--- RECORDS TO PROCESS Enclosed Below ---

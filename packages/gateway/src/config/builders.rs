//! Builder methods for gateway configuration
//!
//! Fluent `with_*` setters, mostly used by tests and embedders that build
//! the configuration in code instead of from the environment.

use std::net::SocketAddr;
use std::path::PathBuf;
use std::time::Duration;

use url::Url;

use super::types::GatewayConfig;

impl GatewayConfig {
    /// Configuration proxying `upstream` with every other setting defaulted
    ///
    /// # Examples
    /// ```no_run
    /// use pushgate::config::GatewayConfig;
    /// use url::Url;
    ///
    /// let upstream = Url::parse("http://127.0.0.1:3000").expect("valid URL");
    /// let config = GatewayConfig::new(upstream).with_max_pushes(2);
    /// assert_eq!(config.max_pushes, 2);
    /// ```
    #[must_use]
    pub fn new(upstream: Url) -> Self {
        Self::default().with_upstream(upstream)
    }

    #[must_use]
    pub fn with_addr(mut self, addr: SocketAddr) -> Self {
        self.addr = addr;
        self
    }

    #[must_use]
    pub fn with_upstream(mut self, upstream: Url) -> Self {
        self.upstream = Some(upstream);
        self
    }

    /// Set the per-request push ceiling
    ///
    /// `-1` lifts the limit, `0` turns every relation into a `Link` header.
    #[must_use]
    pub fn with_max_pushes(mut self, max_pushes: i64) -> Self {
        self.max_pushes = max_pushes;
        self
    }

    #[must_use]
    pub fn with_max_push_depth(mut self, depth: Option<usize>) -> Self {
        self.max_push_depth = depth;
        self
    }

    /// Resolve relations through the links of an OpenAPI description
    #[must_use]
    pub fn with_openapi_file(mut self, path: impl Into<PathBuf>) -> Self {
        self.openapi_file = Some(path.into());
        self
    }

    #[must_use]
    pub fn with_jsonld_context_file(mut self, path: impl Into<PathBuf>) -> Self {
        self.jsonld_context_file = Some(path.into());
        self
    }

    /// Terminate TLS with a PEM certificate chain and private key
    #[must_use]
    pub fn with_tls(mut self, cert_file: impl Into<PathBuf>, key_file: impl Into<PathBuf>) -> Self {
        self.cert_file = Some(cert_file.into());
        self.key_file = Some(key_file.into());
        self
    }

    #[must_use]
    pub fn with_upstream_timeout(mut self, timeout: Duration) -> Self {
        self.upstream_timeout = timeout;
        self
    }
}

--- End of Enclosed RECORDS TO PROCESS ---

WHAT NEEDS TO BE DONE: Please work out how many lines in the material contain the word "impl" and state only that number.

OUTPUT OF THE TASK: 4